A **confidence interval (CI)** provides a range of plausible values for an unknown parameter of a distribution.  
In this case, the parameter of interest is the **mean** of a random variable $X$:

$$
\mu = \mathbb{E}[X].
$$

Given a sample of observations
$$
X_1, X_2, \dots, X_n,
$$
we compute the **sample mean**:
$$
\bar{X} = \frac{1}{n} \sum_{i=1}^{n} X_i.
$$

A confidence interval for $\theta$ is an interval of the form

$$
\big[\, \bar{X} - \varepsilon,\; \bar{X} + \varepsilon \,\big],
$$

where $\varepsilon > 0$ is chosen such that:

$$
\mathbb{P} \left(\, \mu \in [\bar{X} - \varepsilon,\; \bar{X} + \varepsilon] \,\right)
\ge 1 - \delta.
$$

Where:

- $1 - \delta$ is the **confidence level**
- $\varepsilon$ determines the **width** of the interval
- The inequality above ensures that the interval contains the true mean $\mu$ with probability at least $1 - \delta$


For this problem we are going to choose a confidence level $1-\delta =95\%$.

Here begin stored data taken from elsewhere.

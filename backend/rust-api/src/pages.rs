//! Server-rendered HTML for browsers that navigate directly (no XHR header).
//! The same table layout the client renders: title, date, registrations, link.

use crate::error::FieldErrors;
use crate::models::{EventDetail, EventSummary, RegistrationForm, TimeFilter};
use chrono::{DateTime, Utc};

pub fn escape_html(raw: &str) -> String {
    let mut out = String::with_capacity(raw.len());
    for c in raw.chars() {
        match c {
            '&' => out.push_str("&amp;"),
            '<' => out.push_str("&lt;"),
            '>' => out.push_str("&gt;"),
            '"' => out.push_str("&quot;"),
            '\'' => out.push_str("&#x27;"),
            _ => out.push(c),
        }
    }
    out
}

fn display_date(date: &DateTime<Utc>) -> String {
    date.format("%b %-d, %Y").to_string()
}

fn layout(title: &str, body: &str) -> String {
    format!(
        r#"<!DOCTYPE html>
<html lang="en">
<head>
<meta charset="utf-8">
<title>{title}</title>
<style>
body {{ font-family: system-ui, sans-serif; margin: 24px; }}
table {{ border-collapse: collapse; width: 100%; }}
td, th {{ padding: 8px; border-bottom: 1px solid #ddd; text-align: left; }}
.text-center {{ text-align: center; }}
.error {{ color: #BA1A1A; }}
</style>
</head>
<body>
{body}
</body>
</html>"#,
        title = escape_html(title),
        body = body
    )
}

fn toggle_class(filter: TimeFilter, toggle: TimeFilter) -> &'static str {
    if filter == toggle {
        "btn btn-primary"
    } else {
        "btn btn-outline-primary"
    }
}

pub fn event_list_page(filter: TimeFilter, search: &str, events: &[EventSummary]) -> String {
    let rows = if events.is_empty() {
        r#"<tr><td colspan="4" class="text-center">No events found</td></tr>"#.to_string()
    } else {
        events
            .iter()
            .map(|e| {
                format!(
                    r#"<tr><td>{}</td><td>{}</td><td>{}</td><td><a href="/event/{}/" class="btn btn-sm btn-outline-primary">View</a></td></tr>"#,
                    escape_html(&e.title),
                    display_date(&e.date),
                    e.registration_count,
                    e.id
                )
            })
            .collect::<Vec<_>>()
            .join("\n")
    };
    let body = format!(
        r#"<h1>Events</h1>
<form method="get" action="/">
<button type="submit" name="filter" value="upcoming" id="upcoming_events" class="{upcoming}">Upcoming</button>
<button type="submit" name="filter" value="past" id="past_events" class="{past}">Past</button>
<input type="text" id="search_input" name="search" value="{search}" placeholder="Search events">
</form>
<table>
<thead><tr><th>Title</th><th>Date</th><th>Registrations</th><th></th></tr></thead>
<tbody id="events-table">
{rows}
</tbody>
</table>"#,
        upcoming = toggle_class(filter, TimeFilter::Upcoming),
        past = toggle_class(filter, TimeFilter::Past),
        search = escape_html(search),
        rows = rows
    );
    layout("Events", &body)
}

fn field_errors(errors: Option<&FieldErrors>, field: &str) -> String {
    errors
        .and_then(|e| e.get(field))
        .map(|messages| {
            messages
                .iter()
                .map(|m| format!(r#"<p class="error">{}</p>"#, escape_html(m)))
                .collect::<String>()
        })
        .unwrap_or_default()
}

pub fn event_detail_page(
    event: &EventDetail,
    form: Option<&RegistrationForm>,
    errors: Option<&FieldErrors>,
) -> String {
    let registration = if event.registration_open {
        let name = form.map(|f| f.name.as_str()).unwrap_or("");
        let email = form.map(|f| f.email.as_str()).unwrap_or("");
        format!(
            r#"<h2>Register</h2>
<form method="post" action="/event/{id}/register/">
<label>Name <input type="text" name="name" value="{name}" class="form-control"></label>
{name_errors}
<label>Email <input type="email" name="email" value="{email}" class="form-control"></label>
{email_errors}
<button type="submit" class="btn btn-primary">Register</button>
</form>"#,
            id = event.id,
            name = escape_html(name),
            email = escape_html(email),
            name_errors = field_errors(errors, "name"),
            email_errors = field_errors(errors, "email"),
        )
    } else {
        "<p>This event has already taken place.</p>".to_string()
    };
    let body = format!(
        r#"<p><a href="/">Back to events</a></p>
<h1>{title}</h1>
<p>{date}</p>
<p>{description}</p>
<p>Registrations: {count}</p>
{registration}"#,
        title = escape_html(&event.title),
        date = display_date(&event.date),
        description = escape_html(&event.description),
        count = event.registration_count,
        registration = registration
    );
    layout(&event.title, &body)
}

pub fn confirmation_page() -> String {
    layout(
        "Registration confirmed",
        r#"<h1>You have registered successfully!</h1>
<p>A confirmation email is on its way.</p>
<p><a href="/">Back to events</a></p>"#,
    )
}

pub fn not_found_page() -> String {
    layout(
        "Page not found",
        r#"<h1>Page not found</h1>
<p><a href="/">Back to events</a></p>"#,
    )
}
//! Correlation of two record streams.
//!
//! A [`Correlator`] matches records from two [`RecordSource`]s by primary
//! key, compares each matched pair with a [`recon_compare::FieldComparator`]
//! and submits the differences to a [`recon_sink::DiffSink`]. In batch mode,
//! records still unmatched after an idle period are reported as missing
//! rows. A [`Reconciler`] runs one correlator per schema over a shared sink
//! and collects their results.

mod config;
mod correlator;
mod error;
mod pending;
mod reconciler;
mod source;

pub use config::{CorrelationConfig, CorrelationMode, SupersededPolicy};
pub use correlator::{CorrelationSummary, Correlator, RunOutcome};
pub use error::{CorrelateError, CorrelateResult, SourceError, SourceResult};
pub use pending::{PendingEntry, PendingSet};
pub use reconciler::{ReconcileReport, Reconciler};
pub use source::{mock, ChannelSource, Pull, RecordSource};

1. Let us first compute the confidence intervals for the mean using the **Chebychev's** inequality:

Chebyshev's inequality says:
$$
\mathbb{P}\big( |\bar{X} - \mu| \ge \varepsilon \big)
\le
\frac{\mathrm{Var}(\bar{X})}{\varepsilon^2}
=
\frac{\sigma^2 / n}{\varepsilon^2}
=
\frac{\sigma^2}{n \varepsilon^2}.
$$

Where $\mathrm{Var}(\bar{X}) = \frac{\sigma^2}{n}$ and $\varepsilon$ is any positive number.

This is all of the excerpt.